Atmilatos – what is the angle of view on that one? The horizon is surprisingly undistorted for the stock lens. I am using the 1000V at 120 degrees, which is what one gets automatically if enabling stabilisation. The default is 170 which distorts pretty badly.

Administrator
Shoreham EGKA, United Kingdom

Peter wrote:

Unless you are suggesting setting the exposure to Manual and then tweaking it to get the same brightness with the filter on? Yes that might work.

Yes, pretty much. Or shutter priority mode / aperture priority mode and see how the shutter speed/f-stop change with and without the filter.

I don’t think any of these cameras have such options. My £1500 (2012) Canon G10 has all that, and setting the shutter to 1/80 removes the prop totally. The problem all these “webcams” have is that they don’t have a proper shutter function. They also don’t have an iris so no independent aperture control. The shutter speed (and everything else) seems to be achieved by reading the sensor in different ways (lots of stuff on google about this; I haven’t read it).

Global shutter mode is coming; apparently the sensor in this camera is capable of it already but they chose to not use it, presumably for marketing (product differentiation) reasons.

Administrator
Shoreham EGKA, United Kingdom

Peter wrote:

Atmilatos – what is the angle of view on that one? The horizon is surprisingly undistorted for the stock lens.

It is the stock lens in SuperView mode, which takes the 4:3 sensor and stretches it to 16:9, so that you can see more of the sky. Maybe in the normal wide view the distortion is more.

LGMT (Mytilene, Lesvos, Greece), Greece

There are now other global shutter options, from the various industrial (“machine vision” is the fashionable name) cameras – example

This is micro-4/3 and there are plenty of lenses.

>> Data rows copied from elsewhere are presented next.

//! Plugin VM creation from an install image stream.

use std::fs::{File, OpenOptions};
use std::io::{Read, Write};
use std::os::unix::fs::OpenOptionsExt;
use std::path::{Path, PathBuf};

use vmdisk_shared::errors::{VmDiskError, VmDiskResult};

use super::{DiskImageOperation, DiskImageStatus, OperationState, VmId};
use crate::archive::ArchiveHandles;
use crate::disk::StagingDir;
use crate::disk::constants::modes;
use crate::options::DiskOpsOptions;
use crate::util::chunk_len;

/// Side effects performed once the install image is in place.
///
/// Implemented by whatever manages plugin VMs on the host.
pub trait PluginVmHost {
    /// Register a new VM whose files live in `vm_dir`.
    fn create_vm(&mut self, vm: &VmId, vm_dir: &Path) -> VmDiskResult<()>;

    /// Attach the copied install image to the VM.
    fn attach_install_image(&mut self, vm: &VmId, image: &Path) -> VmDiskResult<()>;

    /// Attach the guest tools image to the VM.
    fn attach_tools(&mut self, vm: &VmId) -> VmDiskResult<()>;

    /// Undo `create_vm`.
    fn delete_vm(&mut self, vm: &VmId) -> VmDiskResult<()>;
}

pub struct PluginVmCreateOperation {
    state: OperationState,
    host: Box<dyn PluginVmHost>,
    block_size: usize,
    staging: Option<StagingDir>,
    image_path: PathBuf,
    handles: ArchiveHandles<File, File>,
    buffer: Vec<u8>,
}

impl PluginVmCreateOperation {
    /// Prepare to copy `source` into `<vm_dir>/<install image name>`.
    ///
    /// `vm_dir` must not exist yet; it is removed again unless the VM is
    /// fully set up.
    pub fn create(
        vm_id: VmId,
        source: File,
        vm_dir: PathBuf,
        host: Box<dyn PluginVmHost>,
        options: &DiskOpsOptions,
    ) -> DiskImageOperation {
        let image_path = vm_dir.join(&options.plugin_install_image_name);
        let mut op = Self {
            state: OperationState::new(vm_id),
            host,
            block_size: options.block_size(),
            staging: None,
            image_path,
            handles: ArchiveHandles::new(),
            buffer: Vec::new(),
        };

        let prepared = op
            .prepare_input(source)
            .and_then(|_| op.prepare_output(&vm_dir));
        if prepared.is_err() {
            op.release();
        }
        op.state.finish_prepare(prepared);

        tracing::info!(
            uuid = %op.state.uuid(),
            vm = %op.state.vm_id(),
            dir = %vm_dir.display(),
            status = %op.state.status(),
            "Created plugin VM create operation"
        );
        DiskImageOperation::PluginCreate(op)
    }

    pub fn state(&self) -> &OperationState {
        &self.state
    }

    fn prepare_input(&mut self, source: File) -> VmDiskResult<()> {
        // Pipes and sockets have no meaningful length; progress stays at 0
        let metadata = source
            .metadata()
            .map_err(|e| VmDiskError::from_io("failed to stat install image source", e))?;
        if metadata.is_file() {
            self.state.set_source_size(metadata.len());
        }
        self.handles.set_reader(source);
        Ok(())
    }

    fn prepare_output(&mut self, vm_dir: &Path) -> VmDiskResult<()> {
        let staging = StagingDir::create(vm_dir)?;

        let image = OpenOptions::new()
            .write(true)
            .create_new(true)
            .mode(modes::INSTALL_IMAGE)
            .open(&self.image_path)
            .map_err(|e| {
                VmDiskError::from_io(format!("failed to create {}", self.image_path.display()), e)
            })?;

        self.handles.set_writer(image);
        self.staging = Some(staging);
        self.buffer = vec![0u8; self.block_size];
        Ok(())
    }

    pub(crate) fn execute_io(&mut self, io_limit: u64) -> bool {
        match self.copy_blocks(io_limit) {
            Ok(done) => done,
            Err(e) => {
                self.release();
                self.state.fail(e);
                false
            }
        }
    }

    fn copy_blocks(&mut self, io_limit: u64) -> VmDiskResult<bool> {
        let mut budget = io_limit;
        while self.state.is_in_progress() && budget > 0 {
            let (reader, writer) = self.handles.both_mut().ok_or_else(|| {
                VmDiskError::InvalidState("install image handles already released".to_string())
            })?;

            let len = chunk_len(budget, self.block_size);
            let n = match reader.read(&mut self.buffer[..len]) {
                Ok(n) => n,
                Err(e) if e.kind() == std::io::ErrorKind::Interrupted => continue,
                Err(e) => return Err(VmDiskError::from_io("failed to read install image", e)),
            };
            if n == 0 {
                return Ok(true);
            }

            writer
                .write_all(&self.buffer[..n])
                .map_err(|e| VmDiskError::from_io("failed to write install image", e))?;
            self.state.add_processed(n as u64);
            budget = budget.saturating_sub(n as u64);
            tracing::trace!(uuid = %self.state.uuid(), bytes = n, "Copied install image block");
        }
        Ok(false)
    }

    pub(crate) fn finalize(&mut self) {
        if let Err(e) = self.commit() {
            self.release();
            self.state.fail(e);
        }
    }

    fn commit(&mut self) -> VmDiskResult<()> {
        self.handles.close_reader();
        if let Some(image) = self.handles.take_writer() {
            image
                .sync_all()
                .map_err(|e| VmDiskError::from_io("failed to sync install image", e))?;
        }

        let vm_dir = match &self.staging {
            Some(staging) => staging.path().to_path_buf(),
            None => {
                return Err(VmDiskError::InvalidState(
                    "VM directory already released".to_string(),
                ));
            }
        };
        let vm = self.state.vm_id().clone();

        self.host.create_vm(&vm, &vm_dir)?;
        tracing::debug!(uuid = %self.state.uuid(), vm = %vm, "Plugin VM registered");

        let attached = self
            .host
            .attach_install_image(&vm, &self.image_path)
            .and_then(|_| self.host.attach_tools(&vm));
        if let Err(e) = attached {
            if let Err(rollback) = self.host.delete_vm(&vm) {
                tracing::warn!(
                    uuid = %self.state.uuid(),
                    vm = %vm,
                    "Failed to delete VM after attach failure: {}",
                    rollback
                );
            }
            return Err(e);
        }

        if let Some(staging) = self.staging.take() {
            staging.take();
        }
        self.state.set_status(DiskImageStatus::Created);
        Ok(())
    }

    fn release(&mut self) {
        self.handles.release();
        // Dropping the guard removes the partially created VM directory
        self.staging = None;
    }
}

#[cfg(test)]
mod tests {
    use super::*;
    use std::cell::RefCell;
    use std::rc::Rc;
    use tempfile::TempDir;

    #[derive(Default)]
    struct RecordingHost {
        calls: Rc<RefCell<Vec<String>>>,
        fail_on: Option<&'static str>,
    }

    impl RecordingHost {
        fn record(&self, call: &'static str) -> VmDiskResult<()> {
            self.calls.borrow_mut().push(call.to_string());
            if self.fail_on == Some(call) {
                return Err(VmDiskError::Internal(format!("{} refused", call)));
            }
            Ok(())
        }
    }

    impl PluginVmHost for RecordingHost {
        fn create_vm(&mut self, _vm: &VmId, vm_dir: &Path) -> VmDiskResult<()> {
            assert!(vm_dir.is_dir());
            self.record("create_vm")
        }

        fn attach_install_image(&mut self, _vm: &VmId, image: &Path) -> VmDiskResult<()> {
            assert!(image.is_file());
            self.record("attach_install_image")
        }

        fn attach_tools(&mut self, _vm: &VmId) -> VmDiskResult<()> {
            self.record("attach_tools")
        }

        fn delete_vm(&mut self, _vm: &VmId) -> VmDiskResult<()> {
            self.record("delete_vm")
        }
    }

    fn source(dir: &TempDir, bytes: &[u8]) -> File {
        let path = dir.path().join("install-src.iso");
        std::fs::write(&path, bytes).unwrap();
        File::open(path).unwrap()
    }

    fn run_to_end(op: &mut DiskImageOperation) {
        while op.status() == DiskImageStatus::InProgress {
            op.run(1000).unwrap();
        }
    }

    #[test]
    fn test_creates_vm_with_install_image() {
        let temp_dir = TempDir::new().unwrap();
        let data = vec![7u8; 4500];
        let vm_dir = temp_dir.path().join("pvm");
        let calls = Rc::new(RefCell::new(Vec::new()));
        let host = RecordingHost {
            calls: Rc::clone(&calls),
            fail_on: None,
        };

        let mut op = PluginVmCreateOperation::create(
            VmId::new("owner", "PvmDefault"),
            source(&temp_dir, &data),
            vm_dir.clone(),
            Box::new(host),
            &DiskOpsOptions::default(),
        );
        assert_eq!(op.status(), DiskImageStatus::InProgress);
        assert_eq!(op.source_size(), 4500);

        op.run(1000).unwrap();
        assert_eq!(op.processed_size(), 1000);
        run_to_end(&mut op);

        assert_eq!(op.status(), DiskImageStatus::Created);
        assert_eq!(
            *calls.borrow(),
            vec!["create_vm", "attach_install_image", "attach_tools"]
        );
        let image = vm_dir.join("install.iso");
        assert_eq!(std::fs::read(&image).unwrap(), data);
        use std::os::unix::fs::PermissionsExt;
        let mode = std::fs::metadata(&image).unwrap().permissions().mode();
        assert_eq!(mode & 0o777, 0o640);
    }

    #[test]
    fn test_attach_failure_rolls_back() {
        let temp_dir = TempDir::new().unwrap();
        let vm_dir = temp_dir.path().join("pvm");
        let calls = Rc::new(RefCell::new(Vec::new()));
        let host = RecordingHost {
            calls: Rc::clone(&calls),
            fail_on: Some("attach_tools"),
        };

        let mut op = PluginVmCreateOperation::create(
            VmId::new("owner", "PvmDefault"),
            source(&temp_dir, b"iso"),
            vm_dir.clone(),
            Box::new(host),
            &DiskOpsOptions::default(),
        );
        run_to_end(&mut op);

        assert_eq!(op.status(), DiskImageStatus::Failed);
        assert!(op.failure_reason().contains("attach_tools refused"));
        assert_eq!(
            *calls.borrow(),
            vec![
                "create_vm",
                "attach_install_image",
                "attach_tools",
                "delete_vm"
            ]
        );
        assert!(!vm_dir.exists());
    }

    #[test]
    fn test_existing_vm_dir_fails_prepare() {
        let temp_dir = TempDir::new().unwrap();
        let vm_dir = temp_dir.path().join("pvm");
        std::fs::create_dir(&vm_dir).unwrap();
        std::fs::write(vm_dir.join("keep"), b"x").unwrap();

        let op = PluginVmCreateOperation::create(
            VmId::new("owner", "PvmDefault"),
            source(&temp_dir, b"iso"),
            vm_dir.clone(),
            Box::new(RecordingHost::default()),
            &DiskOpsOptions::default(),
        );

        assert_eq!(op.status(), DiskImageStatus::Failed);
        assert!(vm_dir.join("keep").exists(), "foreign directory untouched");
    }
}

One challenge is that it is USB3 so needs a windows computer connection to extract the data, at the specified frame rate, say 50fps. Another is the 0C minimum temperature so it would need to be heated but that is fine since a cable has to go to it anyway.

Not ideal for far-out mounting but interesting all the same. One can draw power from wingtip lights, which also provides a means of remotely shutting it down if necessary.

The above camera, which can do 150fps so 50fps is easy, is £730, plus the lens.